Source data
■ ■ ■ ■ ■
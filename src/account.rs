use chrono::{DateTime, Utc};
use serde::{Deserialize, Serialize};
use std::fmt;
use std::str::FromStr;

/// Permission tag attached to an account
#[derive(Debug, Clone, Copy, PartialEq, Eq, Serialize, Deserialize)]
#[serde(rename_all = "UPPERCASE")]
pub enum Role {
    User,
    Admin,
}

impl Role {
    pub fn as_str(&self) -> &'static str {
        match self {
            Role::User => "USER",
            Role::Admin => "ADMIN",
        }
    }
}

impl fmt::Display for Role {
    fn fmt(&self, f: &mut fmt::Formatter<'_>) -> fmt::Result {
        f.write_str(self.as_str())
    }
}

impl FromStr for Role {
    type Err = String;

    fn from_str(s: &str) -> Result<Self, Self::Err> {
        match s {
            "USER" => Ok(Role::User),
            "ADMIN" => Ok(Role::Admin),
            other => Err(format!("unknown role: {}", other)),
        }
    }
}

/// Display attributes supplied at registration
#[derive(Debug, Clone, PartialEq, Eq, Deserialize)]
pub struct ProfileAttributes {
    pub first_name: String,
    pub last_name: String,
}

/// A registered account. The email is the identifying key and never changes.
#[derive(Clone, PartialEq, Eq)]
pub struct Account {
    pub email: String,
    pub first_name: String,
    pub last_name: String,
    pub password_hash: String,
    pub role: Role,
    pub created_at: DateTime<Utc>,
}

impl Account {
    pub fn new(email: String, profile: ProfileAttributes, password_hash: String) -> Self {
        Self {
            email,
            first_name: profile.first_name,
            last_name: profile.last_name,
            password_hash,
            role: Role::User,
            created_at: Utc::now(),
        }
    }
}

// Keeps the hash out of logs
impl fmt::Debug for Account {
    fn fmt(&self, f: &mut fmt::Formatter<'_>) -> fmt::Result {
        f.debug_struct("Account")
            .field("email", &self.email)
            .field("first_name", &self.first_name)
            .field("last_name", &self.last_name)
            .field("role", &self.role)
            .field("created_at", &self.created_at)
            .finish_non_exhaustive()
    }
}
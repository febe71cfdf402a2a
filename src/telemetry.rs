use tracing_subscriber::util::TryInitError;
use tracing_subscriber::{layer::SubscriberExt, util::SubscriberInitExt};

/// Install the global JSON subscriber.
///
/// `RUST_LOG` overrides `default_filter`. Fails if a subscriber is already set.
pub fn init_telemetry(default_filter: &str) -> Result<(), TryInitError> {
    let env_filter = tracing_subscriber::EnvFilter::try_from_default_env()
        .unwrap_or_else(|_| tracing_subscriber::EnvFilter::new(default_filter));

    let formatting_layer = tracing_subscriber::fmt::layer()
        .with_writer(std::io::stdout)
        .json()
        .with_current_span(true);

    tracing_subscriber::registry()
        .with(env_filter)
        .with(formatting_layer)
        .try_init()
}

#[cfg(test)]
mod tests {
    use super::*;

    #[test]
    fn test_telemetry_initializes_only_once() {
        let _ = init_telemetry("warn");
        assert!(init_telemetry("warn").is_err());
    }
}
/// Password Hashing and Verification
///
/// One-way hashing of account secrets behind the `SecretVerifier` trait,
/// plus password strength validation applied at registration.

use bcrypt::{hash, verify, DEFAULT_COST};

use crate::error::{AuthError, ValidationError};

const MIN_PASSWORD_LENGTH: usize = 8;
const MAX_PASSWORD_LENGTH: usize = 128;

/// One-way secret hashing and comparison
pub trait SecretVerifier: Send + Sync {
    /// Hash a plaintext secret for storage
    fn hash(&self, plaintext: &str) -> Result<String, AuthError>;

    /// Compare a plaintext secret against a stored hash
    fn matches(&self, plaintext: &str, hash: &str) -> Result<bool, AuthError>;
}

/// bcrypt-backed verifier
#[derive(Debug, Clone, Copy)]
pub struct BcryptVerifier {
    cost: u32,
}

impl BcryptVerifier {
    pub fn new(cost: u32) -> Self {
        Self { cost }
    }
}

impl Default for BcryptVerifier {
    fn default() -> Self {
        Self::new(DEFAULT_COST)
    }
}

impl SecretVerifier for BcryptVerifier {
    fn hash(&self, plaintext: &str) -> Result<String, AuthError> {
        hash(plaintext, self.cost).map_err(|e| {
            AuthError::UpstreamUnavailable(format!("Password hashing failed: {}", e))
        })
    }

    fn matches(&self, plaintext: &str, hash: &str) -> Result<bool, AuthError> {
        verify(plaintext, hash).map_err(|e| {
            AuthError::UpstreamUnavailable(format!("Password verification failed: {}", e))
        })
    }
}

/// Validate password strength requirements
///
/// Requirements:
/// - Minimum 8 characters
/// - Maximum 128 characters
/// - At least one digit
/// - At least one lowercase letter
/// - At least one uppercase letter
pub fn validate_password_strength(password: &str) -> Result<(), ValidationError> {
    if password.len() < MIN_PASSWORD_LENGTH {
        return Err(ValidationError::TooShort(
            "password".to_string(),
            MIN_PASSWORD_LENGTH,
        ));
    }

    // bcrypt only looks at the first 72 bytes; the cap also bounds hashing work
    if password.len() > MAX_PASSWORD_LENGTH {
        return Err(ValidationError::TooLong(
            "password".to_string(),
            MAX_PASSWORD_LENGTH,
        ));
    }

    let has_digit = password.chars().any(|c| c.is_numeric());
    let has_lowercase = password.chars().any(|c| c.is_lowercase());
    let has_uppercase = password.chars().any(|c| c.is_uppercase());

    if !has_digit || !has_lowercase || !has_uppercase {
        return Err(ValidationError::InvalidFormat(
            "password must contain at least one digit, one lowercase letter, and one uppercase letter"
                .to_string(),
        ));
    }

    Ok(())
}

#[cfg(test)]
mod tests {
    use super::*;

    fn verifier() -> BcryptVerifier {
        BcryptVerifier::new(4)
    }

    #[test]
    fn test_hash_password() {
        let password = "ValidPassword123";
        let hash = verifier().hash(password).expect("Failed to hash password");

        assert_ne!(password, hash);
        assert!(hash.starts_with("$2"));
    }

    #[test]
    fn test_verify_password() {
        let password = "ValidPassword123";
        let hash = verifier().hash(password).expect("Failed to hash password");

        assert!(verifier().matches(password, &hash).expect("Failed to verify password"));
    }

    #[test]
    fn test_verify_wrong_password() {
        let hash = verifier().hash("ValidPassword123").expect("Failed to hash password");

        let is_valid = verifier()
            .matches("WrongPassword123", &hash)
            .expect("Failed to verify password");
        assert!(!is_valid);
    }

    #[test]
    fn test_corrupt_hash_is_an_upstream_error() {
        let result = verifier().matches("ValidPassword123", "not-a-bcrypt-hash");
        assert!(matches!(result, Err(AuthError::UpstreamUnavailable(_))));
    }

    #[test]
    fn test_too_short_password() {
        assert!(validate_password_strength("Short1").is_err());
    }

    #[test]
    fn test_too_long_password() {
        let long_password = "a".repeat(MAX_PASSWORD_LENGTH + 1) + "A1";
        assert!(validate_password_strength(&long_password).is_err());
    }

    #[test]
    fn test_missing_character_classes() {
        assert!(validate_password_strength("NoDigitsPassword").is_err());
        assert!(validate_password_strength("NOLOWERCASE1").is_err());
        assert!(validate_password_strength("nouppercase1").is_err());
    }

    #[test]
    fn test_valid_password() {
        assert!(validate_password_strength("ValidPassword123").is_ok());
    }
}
■ ■ ■ ■ ■
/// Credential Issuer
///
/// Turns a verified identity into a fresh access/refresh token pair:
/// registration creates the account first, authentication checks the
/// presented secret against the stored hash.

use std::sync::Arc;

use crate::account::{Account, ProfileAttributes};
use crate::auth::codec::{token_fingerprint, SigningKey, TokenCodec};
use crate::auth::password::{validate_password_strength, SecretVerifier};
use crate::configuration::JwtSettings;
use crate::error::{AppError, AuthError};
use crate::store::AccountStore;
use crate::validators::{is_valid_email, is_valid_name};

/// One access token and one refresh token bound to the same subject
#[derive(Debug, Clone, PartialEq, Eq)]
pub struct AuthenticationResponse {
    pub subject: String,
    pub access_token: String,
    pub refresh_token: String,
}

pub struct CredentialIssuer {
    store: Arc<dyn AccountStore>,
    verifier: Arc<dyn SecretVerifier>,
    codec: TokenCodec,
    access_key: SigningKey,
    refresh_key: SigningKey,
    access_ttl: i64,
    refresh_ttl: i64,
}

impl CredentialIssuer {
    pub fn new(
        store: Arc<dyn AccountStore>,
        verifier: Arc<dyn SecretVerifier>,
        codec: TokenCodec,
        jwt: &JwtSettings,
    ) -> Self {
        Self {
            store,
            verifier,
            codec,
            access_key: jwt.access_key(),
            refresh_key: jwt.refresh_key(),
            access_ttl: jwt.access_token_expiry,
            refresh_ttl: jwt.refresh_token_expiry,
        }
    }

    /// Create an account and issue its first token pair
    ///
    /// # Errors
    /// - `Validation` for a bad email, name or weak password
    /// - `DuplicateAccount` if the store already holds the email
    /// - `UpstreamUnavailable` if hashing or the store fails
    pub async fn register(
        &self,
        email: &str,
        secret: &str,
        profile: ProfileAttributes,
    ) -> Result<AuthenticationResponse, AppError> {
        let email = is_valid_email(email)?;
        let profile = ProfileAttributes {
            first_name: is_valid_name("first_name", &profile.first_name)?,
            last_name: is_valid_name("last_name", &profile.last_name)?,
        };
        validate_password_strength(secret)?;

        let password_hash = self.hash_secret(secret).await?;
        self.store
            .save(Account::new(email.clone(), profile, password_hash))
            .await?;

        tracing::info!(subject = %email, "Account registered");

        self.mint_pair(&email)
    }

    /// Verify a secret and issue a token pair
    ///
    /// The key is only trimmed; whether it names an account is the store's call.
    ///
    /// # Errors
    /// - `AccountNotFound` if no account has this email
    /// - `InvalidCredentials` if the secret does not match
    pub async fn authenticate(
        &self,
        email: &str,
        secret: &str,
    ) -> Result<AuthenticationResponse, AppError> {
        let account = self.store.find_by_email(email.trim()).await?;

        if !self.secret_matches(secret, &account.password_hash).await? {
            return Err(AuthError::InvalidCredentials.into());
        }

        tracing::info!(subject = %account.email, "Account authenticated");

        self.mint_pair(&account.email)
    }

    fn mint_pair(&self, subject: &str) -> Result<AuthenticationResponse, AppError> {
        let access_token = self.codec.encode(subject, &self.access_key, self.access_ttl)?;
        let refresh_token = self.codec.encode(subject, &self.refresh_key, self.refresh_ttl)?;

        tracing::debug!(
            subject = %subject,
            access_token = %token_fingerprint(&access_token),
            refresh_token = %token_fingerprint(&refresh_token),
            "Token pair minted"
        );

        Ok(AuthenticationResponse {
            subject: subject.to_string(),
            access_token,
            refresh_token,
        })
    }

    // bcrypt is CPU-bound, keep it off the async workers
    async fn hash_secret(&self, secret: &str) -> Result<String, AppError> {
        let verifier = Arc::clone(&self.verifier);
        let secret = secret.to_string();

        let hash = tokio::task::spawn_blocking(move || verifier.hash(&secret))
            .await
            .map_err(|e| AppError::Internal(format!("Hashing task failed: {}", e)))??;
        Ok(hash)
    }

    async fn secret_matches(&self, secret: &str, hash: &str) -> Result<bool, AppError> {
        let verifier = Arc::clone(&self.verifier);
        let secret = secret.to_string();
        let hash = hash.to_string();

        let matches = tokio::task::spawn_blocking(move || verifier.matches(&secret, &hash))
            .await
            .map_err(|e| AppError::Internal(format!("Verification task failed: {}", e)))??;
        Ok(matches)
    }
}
■ ■ ■ ■ ■
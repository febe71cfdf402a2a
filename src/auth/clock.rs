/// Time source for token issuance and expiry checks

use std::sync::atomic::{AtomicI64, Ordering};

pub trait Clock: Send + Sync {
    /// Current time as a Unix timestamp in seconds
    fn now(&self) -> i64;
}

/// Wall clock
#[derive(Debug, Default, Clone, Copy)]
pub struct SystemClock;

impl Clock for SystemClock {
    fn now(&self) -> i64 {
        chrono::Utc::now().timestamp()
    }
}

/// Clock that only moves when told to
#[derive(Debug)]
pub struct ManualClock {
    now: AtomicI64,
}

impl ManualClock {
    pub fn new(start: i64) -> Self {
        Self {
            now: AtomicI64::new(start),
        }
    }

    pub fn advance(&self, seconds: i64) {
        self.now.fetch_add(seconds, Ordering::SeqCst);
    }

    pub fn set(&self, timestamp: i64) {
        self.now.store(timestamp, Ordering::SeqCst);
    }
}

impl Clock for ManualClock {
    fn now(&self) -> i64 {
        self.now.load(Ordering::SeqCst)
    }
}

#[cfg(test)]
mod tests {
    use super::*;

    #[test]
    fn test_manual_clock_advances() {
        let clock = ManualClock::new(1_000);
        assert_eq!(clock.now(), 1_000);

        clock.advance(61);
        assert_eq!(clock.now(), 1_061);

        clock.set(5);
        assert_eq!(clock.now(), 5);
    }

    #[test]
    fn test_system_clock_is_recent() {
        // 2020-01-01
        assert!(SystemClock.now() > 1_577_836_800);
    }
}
■ ■ ■ ■ ■
Whenever the string "SecretVerifier" turns up in a line of the data, copy that line.

/// One-way hashing of account secrets behind the `SecretVerifier` trait,
pub trait SecretVerifier: Send + Sync {
impl SecretVerifier for BcryptVerifier {
use crate::auth::password::{validate_password_strength, SecretVerifier};
    verifier: Arc<dyn SecretVerifier>,
        verifier: Arc<dyn SecretVerifier>,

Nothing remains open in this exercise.